This is a list of seasons played by Shamrock Rovers Football Club in Irish and European football, from 1922 (year of entry into the League of Ireland) to the most recent completed season. The list details the club's achievements in all major competitions, and the top scorers for each league season.

Shamrock Rovers are recognised as being founded in 1901 (some sources suggest 1899), and were elected to the League of Ireland in 1922. They reached the final of the inaugural FAI Cup in the season before their election to the league and won the league title at their first attempt the following year. The club have won the League of Ireland a record 17 times, the FAI Cup a record 24 times, the League of Ireland Shield a record 18 times, the League of Ireland Cup once and have participated in European competition since 1958, when they became the first Irish side to do so. The club have finished bottom of the league once in their 94 seasons of participation, when they had to apply for re-election in 1976. The club were relegated for the first time in 2005 following an eight-point deduction and a play-off with Dublin City. Shamrock Rovers are the most successful club in Irish footballing history.

Seasons

Key

Division shown in bold when it changes due to promotion or relegation. Top scorers shown in bold are players who finished the season as top scorer of their division.

Key to league record:
P = Played
W = Games won
D = Games drawn
L = Games lost
F = Goals for
A = Goals against
Pts = Points
Pos = Final position

Key to divisions:
Premier = LOI Premier Division
First = LOI First Division

Key to rounds:
DNQ = Did not qualify
QR = Qualifying Round
PR = Preliminary Round
R1 = First Round 
R2 = Second Round 
R3 = Third Round 
R4 = Fourth Round 
R5 = Fifth Round 

Grp = Group Stage
QF = Quarter-finals
SF = Semi-finals
RU = Runners-up
W = Winners

Notes
A.  Prior to 1985 there was just one division. Six new teams were introduced for the 1985–86 season and the league was split into two divisions.

B.  Shamrock Rovers reached the final of the inaugural FAI Cup in 1921–22 as a Leinster Senior League side and lost to St. James's Gate in a replay.

C.  The League of Ireland Shield was introduced in 1921 with the League of Ireland as League and FAI Cup fixtures were insufficient to last a full season. The club didn't compete in the inaugural Shield competition as it wasn't a member of the League. The competition usually comprised one round of fixtures, though it was also played over two rounds and on a knockout basis during certain seasons. The Shield was played on a sectional basis from 1969 to its abolition in 1973. The League of Ireland Cup replaced the Shield in 1973.
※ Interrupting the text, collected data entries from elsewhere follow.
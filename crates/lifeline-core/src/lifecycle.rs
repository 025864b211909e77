use crate::CoreError;
use lifeline_schema::{
    is_config_update_allowed, is_valid_desired_state_transition, is_valid_state_transition, State,
};

/// Gate for assigning `target` directly to an entity currently in `current`,
/// bypassing the event machine.
pub fn validate_transition(current: State, target: State) -> Result<(), CoreError> {
    if is_valid_state_transition(target, current) {
        Ok(())
    } else {
        Err(CoreError::IllegalStateChange {
            from: current,
            to: target,
        })
    }
}

/// Gate for changing the desired state to `desired` while in `current`.
pub fn validate_desired_transition(current: State, desired: State) -> Result<(), CoreError> {
    if is_valid_desired_state_transition(desired, current) {
        Ok(())
    } else {
        Err(CoreError::IllegalStateChange {
            from: current,
            to: desired,
        })
    }
}

/// Whether configuration may be updated toward a desired state.
///
/// Implemented at every level of the cluster tree; a level succeeds only if
/// it and all of its children do, so a rejected update fails before anything
/// is mutated.
pub trait ConfigUpdateCheck {
    /// Human-readable name of the checked object, used in errors.
    fn config_target(&self) -> String;

    fn check_update_configuration(&self, desired: State) -> Result<(), CoreError>;
}

pub(crate) fn check_config_update(
    target: &impl ConfigUpdateCheck,
    desired: State,
) -> Result<(), CoreError> {
    if is_config_update_allowed(desired) {
        Ok(())
    } else {
        Err(CoreError::UnsupportedConfigUpdate {
            target: target.config_target(),
            state: desired,
        })
    }
}
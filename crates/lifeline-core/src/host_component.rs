//! The per-(component, host) runtime entity.
//!
//! Every operation takes the cluster lock shared and then the entity's own
//! lock (read for queries, write for mutations); [`ServiceComponentHost::delete`]
//! takes the cluster lock exclusive instead. The entity lock is always
//! released before the cluster lock. When the entity is persisted, each
//! mutation writes through the persistence bridge inside the same critical
//! section, and a failed write leaves the in-memory state untouched.

use crate::cluster::{ClusterContext, HostDirectory, ServiceComponent};
use crate::lifecycle::{check_config_update, ConfigUpdateCheck};
use crate::persistence::{PersistedHostComponent, PersistenceBridge};
use crate::response::{ConfigSnapshot, HostComponentResponse};
use crate::topology::{topology_for, HostComponentData, LifecycleMachine, OpTimes};
use crate::CoreError;
use lifeline_schema::{
    validate_config_versions, AppliedConfig, ComponentName, ConfigVersions, EventPayload,
    HostComponentEvent, HostName, ServiceName, StackId, State,
};
use lifeline_store::{
    HostComponentDesiredStateRecord, HostComponentKey, HostComponentStateRecord, MappingKind,
};
use parking_lot::RwLock;
use std::collections::BTreeMap;
use std::fmt::Write as _;
use std::sync::{Arc, Weak};
use tracing::{debug, error, info, warn};

struct Inner {
    machine: LifecycleMachine,
    data: HostComponentData,
    desired_state: State,
    desired_stack_version: StackId,
    desired_configs: ConfigVersions,
    actual_configs: BTreeMap<String, AppliedConfig>,
    persisted: bool,
}

/// One component of one service placed on one host.
pub struct ServiceComponentHost {
    ctx: Arc<ClusterContext>,
    key: HostComponentKey,
    client_only: bool,
    component: Weak<ServiceComponent>,
    inner: RwLock<Inner>,
}
//! Host-component lifecycle engine for Lifeline.
//!
//! This crate ties the schema value types and the record store together into
//! the runtime: a generic table-driven state machine, the daemon and client
//! lifecycle topologies, the `ServiceComponentHost` entity with its two-tier
//! locking discipline, the persistence bridge that mirrors every mutation into
//! a `ComponentStore`, configuration staleness detection, and the
//! `Cluster` / `Service` / `ServiceComponent` containers.

pub mod cluster;
pub mod concurrency;
pub mod fsm;
pub mod host_component;
pub mod lifecycle;
pub mod persistence;
pub mod response;
pub mod staleness;
pub mod topology;

pub use cluster::{Cluster, ClusterContext, HostDirectory, Service, ServiceComponent};
pub use concurrency::{ClusterLock, StoreLock};
pub use fsm::{InvalidTransition, StateMachine, Topology};
pub use host_component::ServiceComponentHost;
pub use lifecycle::{validate_desired_transition, validate_transition, ConfigUpdateCheck};
pub use persistence::PersistenceBridge;
pub use response::{ConfigSnapshot, HostComponentResponse};
pub use staleness::{StalenessHelper, TagStalenessHelper};
pub use topology::{OpTimes, CLIENT_TOPOLOGY, DAEMON_TOPOLOGY, NEVER};

use lifeline_schema::{EventKind, State};
use thiserror::Error;

#[derive(Debug, Error)]
pub enum CoreError {
    #[error("invalid event {event} at state {state}")]
    InvalidTransition { state: State, event: EventKind },
    #[error("illegal state change: {from} -> {to}")]
    IllegalStateChange { from: State, to: State },
    #[error("{0} is not a valid desired state")]
    InvalidDesiredState(State),
    #[error("unsupported config update for {target}: desired state {state}")]
    UnsupportedConfigUpdate { target: String, state: State },
    #[error("{target} cannot be removed in state {state}")]
    NotRemovable { target: String, state: State },
    #[error("host not found: {0}")]
    HostNotFound(String),
    #[error("not found: {0}")]
    NotFound(String),
    #[error("already exists: {0}")]
    AlreadyExists(String),
    #[error("staleness check failed: {0}")]
    Staleness(String),
    #[error("schema error: {0}")]
    Schema(#[from] lifeline_schema::SchemaError),
    #[error("manifest error: {0}")]
    Manifest(#[from] lifeline_schema::ManifestError),
    #[error("store error: {0}")]
    Store(#[from] lifeline_store::StoreError),
    #[error("I/O error: {0}")]
    Io(#[from] std::io::Error),
}

impl From<InvalidTransition<State, EventKind>> for CoreError {
    fn from(e: InvalidTransition<State, EventKind>) -> Self {
        CoreError::InvalidTransition {
            state: e.state,
            event: e.event,
        }
    }
}

#[cfg(test)]
mod tests {
    use super::*;

    #[test]
    fn invalid_transition_converts() {
        let err: CoreError = InvalidTransition {
            state: State::Init,
            event: EventKind::Start,
        }
        .into();
        assert_eq!(err.to_string(), "invalid event START at state INIT");
    }

    #[test]
    fn unsupported_config_update_names_target() {
        let err = CoreError::UnsupportedConfigUpdate {
            target: "HDFS/DATANODE@h1".to_owned(),
            state: State::Uninstalled,
        };
        let msg = err.to_string();
        assert!(msg.contains("HDFS/DATANODE@h1"));
        assert!(msg.contains("UNINSTALLED"));
    }

    #[test]
    fn store_error_wraps() {
        let err: CoreError = lifeline_store::StoreError::NotFound("x".to_owned()).into();
        assert!(err.to_string().starts_with("store error"));
    }
}
use crate::records::{
    ConfigMappingRecord, HostComponentDesiredStateRecord, HostComponentKey,
    HostComponentStateRecord, MappingKind,
};
use crate::{ComponentStore, StoreError};
use parking_lot::Mutex;
use std::collections::BTreeMap;

type MappingTable = BTreeMap<HostComponentKey, BTreeMap<String, ConfigMappingRecord>>;

#[derive(Default)]
struct Tables {
    states: BTreeMap<HostComponentKey, HostComponentStateRecord>,
    desired: BTreeMap<HostComponentKey, HostComponentDesiredStateRecord>,
    live_mappings: MappingTable,
    desired_mappings: MappingTable,
}

impl Tables {
    fn mappings(&mut self, kind: MappingKind) -> &mut MappingTable {
        match kind {
            MappingKind::Live => &mut self.live_mappings,
            MappingKind::Desired => &mut self.desired_mappings,
        }
    }
}

/// Volatile store keeping every record in process memory.
///
/// Used by tests and by embedders that own durability elsewhere.
#[derive(Default)]
pub struct MemoryStore {
    tables: Mutex<Tables>,
}

impl MemoryStore {
    pub fn new() -> Self {
        Self::default()
    }

    /// Number of current-state records held.
    pub fn state_count(&self) -> usize {
        self.tables.lock().states.len()
    }
}

impl ComponentStore for MemoryStore {
    fn create_state(&self, record: &HostComponentStateRecord) -> Result<(), StoreError> {
        let mut tables = self.tables.lock();
        if tables.states.contains_key(&record.key) {
            return Err(StoreError::AlreadyExists(format!(
                "state record {}",
                record.key
            )));
        }
        tables.states.insert(record.key.clone(), record.clone());
        Ok(())
    }

    fn merge_state(&self, record: &HostComponentStateRecord) -> Result<(), StoreError> {
        self.tables
            .lock()
            .states
            .insert(record.key.clone(), record.clone());
        Ok(())
    }

    fn find_state(
        &self,
        key: &HostComponentKey,
    ) -> Result<Option<HostComponentStateRecord>, StoreError> {
        Ok(self.tables.lock().states.get(key).cloned())
    }

    fn remove_state(&self, key: &HostComponentKey) -> Result<(), StoreError> {
        self.tables.lock().states.remove(key);
        Ok(())
    }

    fn list_states(&self, cluster_id: i64) -> Result<Vec<HostComponentStateRecord>, StoreError> {
        Ok(self
            .tables
            .lock()
            .states
            .values()
            .filter(|r| r.key.cluster_id == cluster_id)
            .cloned()
            .collect())
    }

    fn create_desired(&self, record: &HostComponentDesiredStateRecord) -> Result<(), StoreError> {
        let mut tables = self.tables.lock();
        if tables.desired.contains_key(&record.key) {
            return Err(StoreError::AlreadyExists(format!(
                "desired state record {}",
                record.key
            )));
        }
        tables.desired.insert(record.key.clone(), record.clone());
        Ok(())
    }

    fn merge_desired(&self, record: &HostComponentDesiredStateRecord) -> Result<(), StoreError> {
        self.tables
            .lock()
            .desired
            .insert(record.key.clone(), record.clone());
        Ok(())
    }

    fn find_desired(
        &self,
        key: &HostComponentKey,
    ) -> Result<Option<HostComponentDesiredStateRecord>, StoreError> {
        Ok(self.tables.lock().desired.get(key).cloned())
    }

    fn remove_desired(&self, key: &HostComponentKey) -> Result<(), StoreError> {
        self.tables.lock().desired.remove(key);
        Ok(())
    }

    fn create_mapping(
        &self,
        kind: MappingKind,
        record: &ConfigMappingRecord,
    ) -> Result<(), StoreError> {
        let mut tables = self.tables.lock();
        let entries = tables.mappings(kind).entry(record.key.clone()).or_default();
        if entries.contains_key(&record.config_type) {
            return Err(StoreError::AlreadyExists(format!(
                "{kind} config mapping '{}' of {}",
                record.config_type, record.key
            )));
        }
        entries.insert(record.config_type.clone(), record.clone());
        Ok(())
    }

    fn merge_mapping(
        &self,
        kind: MappingKind,
        record: &ConfigMappingRecord,
    ) -> Result<(), StoreError> {
        self.tables
            .lock()
            .mappings(kind)
            .entry(record.key.clone())
            .or_default()
            .insert(record.config_type.clone(), record.clone());
        Ok(())
    }

    fn find_mappings(
        &self,
        kind: MappingKind,
        key: &HostComponentKey,
    ) -> Result<Vec<ConfigMappingRecord>, StoreError> {
        Ok(self
            .tables
            .lock()
            .mappings(kind)
            .get(key)
            .map(|entries| entries.values().cloned().collect())
            .unwrap_or_default())
    }

    fn remove_mapping(
        &self,
        kind: MappingKind,
        key: &HostComponentKey,
        config_type: &str,
    ) -> Result<(), StoreError> {
        let mut tables = self.tables.lock();
        let table = tables.mappings(kind);
        if let Some(entries) = table.get_mut(key) {
            entries.remove(config_type);
            if entries.is_empty() {
                table.remove(key);
            }
        }
        Ok(())
    }
}

#[cfg(test)]
mod tests {
    use super::*;
    use lifeline_schema::State;

    fn key(host: &str) -> HostComponentKey {
        HostComponentKey::new(1, "HDFS", "DATANODE", host)
    }

    #[test]
    fn create_then_find_state() {
        let store = MemoryStore::new();
        let rec = HostComponentStateRecord::new(key("h1"), State::Init);
        store.create_state(&rec).unwrap();
        assert_eq!(store.find_state(&key("h1")).unwrap(), Some(rec));
        assert_eq!(store.state_count(), 1);
    }

    #[test]
    fn create_twice_fails() {
        let store = MemoryStore::new();
        let rec = HostComponentStateRecord::new(key("h1"), State::Init);
        store.create_state(&rec).unwrap();
        assert!(matches!(
            store.create_state(&rec),
            Err(StoreError::AlreadyExists(_))
        ));
    }

    #[test]
    fn merge_replaces_state() {
        let store = MemoryStore::new();
        let mut rec = HostComponentStateRecord::new(key("h1"), State::Init);
        store.create_state(&rec).unwrap();
        rec.current_state = State::Installing;
        store.merge_state(&rec).unwrap();
        assert_eq!(
            store.refresh_state(&key("h1")).unwrap().current_state,
            State::Installing
        );
    }

    #[test]
    fn refresh_missing_is_not_found() {
        let store = MemoryStore::new();
        assert!(matches!(
            store.refresh_desired(&key("h1")),
            Err(StoreError::NotFound(_))
        ));
    }

    #[test]
    fn list_states_filters_by_cluster() {
        let store = MemoryStore::new();
        store
            .merge_state(&HostComponentStateRecord::new(key("h1"), State::Init))
            .unwrap();
        store
            .merge_state(&HostComponentStateRecord::new(
                HostComponentKey::new(2, "HDFS", "DATANODE", "h1"),
                State::Init,
            ))
            .unwrap();
        assert_eq!(store.list_states(1).unwrap().len(), 1);
        assert_eq!(store.list_states(3).unwrap().len(), 0);
    }

    #[test]
    fn mappings_are_separated_by_kind() {
        let store = MemoryStore::new();
        let rec = ConfigMappingRecord::new(key("h1"), "core-site", "v1", 10);
        store.create_mapping(MappingKind::Live, &rec).unwrap();
        assert_eq!(store.find_mappings(MappingKind::Live, &key("h1")).unwrap().len(), 1);
        assert!(store
            .find_mappings(MappingKind::Desired, &key("h1"))
            .unwrap()
            .is_empty());
    }

    #[test]
    fn remove_mappings_by_type() {
        let store = MemoryStore::new();
        for t in ["core-site", "hdfs-site", "mapred-site"] {
            store
                .merge_mapping(
                    MappingKind::Desired,
                    &ConfigMappingRecord::new(key("h1"), t, "v1", 1),
                )
                .unwrap();
        }
        store
            .remove_mappings_by_type(
                MappingKind::Desired,
                &key("h1"),
                &["core-site".to_owned(), "mapred-site".to_owned()],
            )
            .unwrap();
        let left = store.find_mappings(MappingKind::Desired, &key("h1")).unwrap();
        assert_eq!(left.len(), 1);
        assert_eq!(left[0].config_type, "hdfs-site");
    }

    #[test]
    fn remove_is_idempotent() {
        let store = MemoryStore::new();
        store.remove_state(&key("h1")).unwrap();
        store.remove_desired(&key("h1")).unwrap();
        store
            .remove_mapping(MappingKind::Live, &key("h1"), "core-site")
            .unwrap();
    }
}
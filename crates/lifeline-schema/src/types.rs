//! Newtype wrappers for cluster identifiers, providing compile-time type safety.
//!
//! All name newtypes serialize/deserialize as plain strings so persisted
//! records stay readable.

use crate::SchemaError;
use serde::{Deserialize, Serialize};
use std::fmt;
use std::ops::Deref;
use std::str::FromStr;

macro_rules! string_newtype {
    ($(#[$meta:meta])* $name:ident) => {
        $(#[$meta])*
        #[derive(Debug, Clone, PartialEq, Eq, PartialOrd, Ord, Hash, Serialize, Deserialize)]
        #[serde(transparent)]
        pub struct $name(String);

        impl $name {
            /// Create a new instance from a string.
            pub fn new(s: impl Into<String>) -> Self {
                Self(s.into())
            }

            /// Return the inner string as a slice.
            pub fn as_str(&self) -> &str {
                &self.0
            }

            /// Consume self and return the inner `String`.
            pub fn into_inner(self) -> String {
                self.0
            }
        }

        impl Deref for $name {
            type Target = str;
            fn deref(&self) -> &str {
                &self.0
            }
        }

        impl fmt::Display for $name {
            fn fmt(&self, f: &mut fmt::Formatter<'_>) -> fmt::Result {
                f.write_str(&self.0)
            }
        }

        impl AsRef<str> for $name {
            fn as_ref(&self) -> &str {
                &self.0
            }
        }

        impl PartialEq<str> for $name {
            fn eq(&self, other: &str) -> bool {
                self.0 == other
            }
        }

        impl PartialEq<&str> for $name {
            fn eq(&self, other: &&str) -> bool {
                self.0 == *other
            }
        }

        impl PartialEq<String> for $name {
            fn eq(&self, other: &String) -> bool {
                self.0 == *other
            }
        }

        impl From<String> for $name {
            fn from(s: String) -> Self {
                Self(s)
            }
        }

        impl From<&str> for $name {
            fn from(s: &str) -> Self {
                Self(s.to_owned())
            }
        }
    };
}

string_newtype!(
    /// Name of a service deployed in a cluster (e.g. `HDFS`).
    ServiceName
);

string_newtype!(
    /// Name of a component of a service (e.g. `NAMENODE`, `HDFS_CLIENT`).
    ComponentName
);

string_newtype!(
    /// Fully qualified name of a cluster host.
    HostName
);

/// Validate a cluster, service, component or host name.
///
/// Names must be 1-255 characters of `[a-zA-Z0-9_.-]`.
pub fn validate_name(kind: &str, name: &str) -> Result<(), SchemaError> {
    if name.is_empty() || name.len() > 255 {
        return Err(SchemaError::InvalidName(format!(
            "{kind} name must be 1-255 characters"
        )));
    }
    if !name
        .bytes()
        .all(|b| b.is_ascii_alphanumeric() || b == b'_' || b == b'-' || b == b'.')
    {
        return Err(SchemaError::InvalidName(format!(
            "{kind} name '{name}' must match [a-zA-Z0-9_.-]"
        )));
    }
    Ok(())
}

/// Stack identifier of the form `<name>-<version>`, e.g. `HDP-1.3.0`.
///
/// The default value is the "unset" stack, which renders as an empty string.
#[derive(Debug, Clone, Default, PartialEq, Eq, Hash, Serialize, Deserialize)]
pub struct StackId {
    pub stack_name: String,
    pub stack_version: String,
}

impl StackId {
    pub fn new(stack_name: impl Into<String>, stack_version: impl Into<String>) -> Self {
        Self {
            stack_name: stack_name.into(),
            stack_version: stack_version.into(),
        }
    }

    pub fn is_unset(&self) -> bool {
        self.stack_name.is_empty() && self.stack_version.is_empty()
    }

    /// The `<name>-<version>` form, or an empty string when unset.
    pub fn stack_id(&self) -> String {
        self.to_string()
    }
}

impl fmt::Display for StackId {
    fn fmt(&self, f: &mut fmt::Formatter<'_>) -> fmt::Result {
        if self.is_unset() {
            Ok(())
        } else {
            write!(f, "{}-{}", self.stack_name, self.stack_version)
        }
    }
}

impl FromStr for StackId {
    type Err = SchemaError;

    fn from_str(s: &str) -> Result<Self, Self::Err> {
        if s.is_empty() {
            return Ok(Self::default());
        }
        match s.split_once('-') {
            Some((name, version)) if !name.is_empty() && !version.is_empty() => {
                Ok(Self::new(name, version))
            }
            _ => Err(SchemaError::InvalidStackId(s.to_owned())),
        }
    }
}
use crate::response::ConfigSnapshot;
use crate::CoreError;

/// Decides whether a host component runs with outdated configuration.
///
/// Receives a snapshot rather than the entity so implementations never
/// touch entity locks. Failures are reported to the caller, which logs and
/// ignores them.
pub trait StalenessHelper: Send + Sync {
    fn is_stale(&self, snapshot: &ConfigSnapshot) -> Result<bool, CoreError>;
}

/// Compares the applied tag of every desired config type with its desired tag.
///
/// A host that has not reported any applied configuration is not stale.
/// Once it has, a desired type that is missing from the report, or whose
/// effective tag (host override first) differs, makes it stale.
#[derive(Debug, Clone, Copy, Default)]
pub struct TagStalenessHelper;

impl StalenessHelper for TagStalenessHelper {
    fn is_stale(&self, snapshot: &ConfigSnapshot) -> Result<bool, CoreError> {
        if snapshot.actual.is_empty() {
            return Ok(false);
        }
        Ok(snapshot
            .effective_desired
            .iter()
            .any(|(config_type, desired_tag)| {
                snapshot
                    .actual
                    .get(config_type)
                    .and_then(|applied| applied.effective_tag(&snapshot.host_name))
                    != Some(desired_tag.as_str())
            }))
    }
}

#[cfg(test)]
mod tests {
    use super::*;
    use lifeline_schema::{AppliedConfig, HostOverride};

    fn snapshot(desired: &[(&str, &str)], actual: &[(&str, AppliedConfig)]) -> ConfigSnapshot {
        ConfigSnapshot {
            host_name: "h1".to_owned(),
            effective_desired: desired
                .iter()
                .map(|(t, v)| ((*t).to_owned(), (*v).to_owned()))
                .collect(),
            actual: actual
                .iter()
                .map(|(t, a)| ((*t).to_owned(), a.clone()))
                .collect(),
            ..ConfigSnapshot::default()
        }
    }

    fn applied(tag: &str) -> AppliedConfig {
        AppliedConfig {
            version: Some(tag.to_owned()),
            ..AppliedConfig::default()
        }
    }

    #[test]
    fn nothing_reported_is_not_stale() {
        let snap = snapshot(&[("core-site", "v2")], &[]);
        assert!(!TagStalenessHelper.is_stale(&snap).unwrap());
    }

    #[test]
    fn matching_tags_are_not_stale() {
        let snap = snapshot(&[("core-site", "v2")], &[("core-site", applied("v2"))]);
        assert!(!TagStalenessHelper.is_stale(&snap).unwrap());
    }

    #[test]
    fn differing_tag_is_stale() {
        let snap = snapshot(&[("core-site", "v2")], &[("core-site", applied("v1"))]);
        assert!(TagStalenessHelper.is_stale(&snap).unwrap());
    }

    #[test]
    fn unreported_desired_type_is_stale() {
        let snap = snapshot(
            &[("core-site", "v1"), ("hdfs-site", "v1")],
            &[("core-site", applied("v1"))],
        );
        assert!(TagStalenessHelper.is_stale(&snap).unwrap());
    }

    #[test]
    fn host_override_takes_precedence() {
        let mut overridden = applied("v1");
        overridden.host_overrides.push(HostOverride {
            host_name: "h1".to_owned(),
            version_tag: "v9".to_owned(),
        });
        let snap = snapshot(&[("core-site", "v9")], &[("core-site", overridden)]);
        assert!(!TagStalenessHelper.is_stale(&snap).unwrap());
    }
}
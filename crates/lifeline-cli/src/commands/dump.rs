use super::{json_pretty, Session, EXIT_SUCCESS};

pub fn run(session: &Session, json: bool) -> Result<u8, String> {
    let cluster = session.load()?;
    let mut out = String::new();
    cluster.debug_dump(&mut out);
    if json {
        let lines: Vec<&str> = out.lines().collect();
        println!("{}", json_pretty(&lines)?);
    } else {
        println!("{out}");
    }
    Ok(EXIT_SUCCESS)
}
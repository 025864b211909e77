use super::{json_pretty, Session, Target, EXIT_SUCCESS};

pub fn run(session: &Session, target: &str, json: bool) -> Result<u8, String> {
    let target = Target::parse(target)?;
    let _lock = session.lock()?;
    let cluster = session.load()?;
    cluster
        .remove_host_component(&target.service, &target.component, &target.host)
        .map_err(|e| e.to_string())?;
    if json {
        println!(
            "{}",
            json_pretty(&serde_json::json!({ "removed": target.to_string() }))?
        );
    } else {
        println!("removed {target}");
    }
    Ok(EXIT_SUCCESS)
}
D.  Prior to UEFA's foundation in 1954, European competition was restricted to a number of different tournaments with limited entry which are not recognised as European Cups.

E.  Only League goals are counted, goals scored in other competitions are not included.

F.  Largest recorded attendance for a FAI Cup final of 44,238, Shamrock Rovers F.C. 1–0 Bohemian F.C., April 22 1945, Dalymount Park, Dublin.

G.  While the Inter-Cities Fairs Cup is considered to be the predecessor to the UEFA Cup, UEFA do not consider the tournament to be an official UEFA contest.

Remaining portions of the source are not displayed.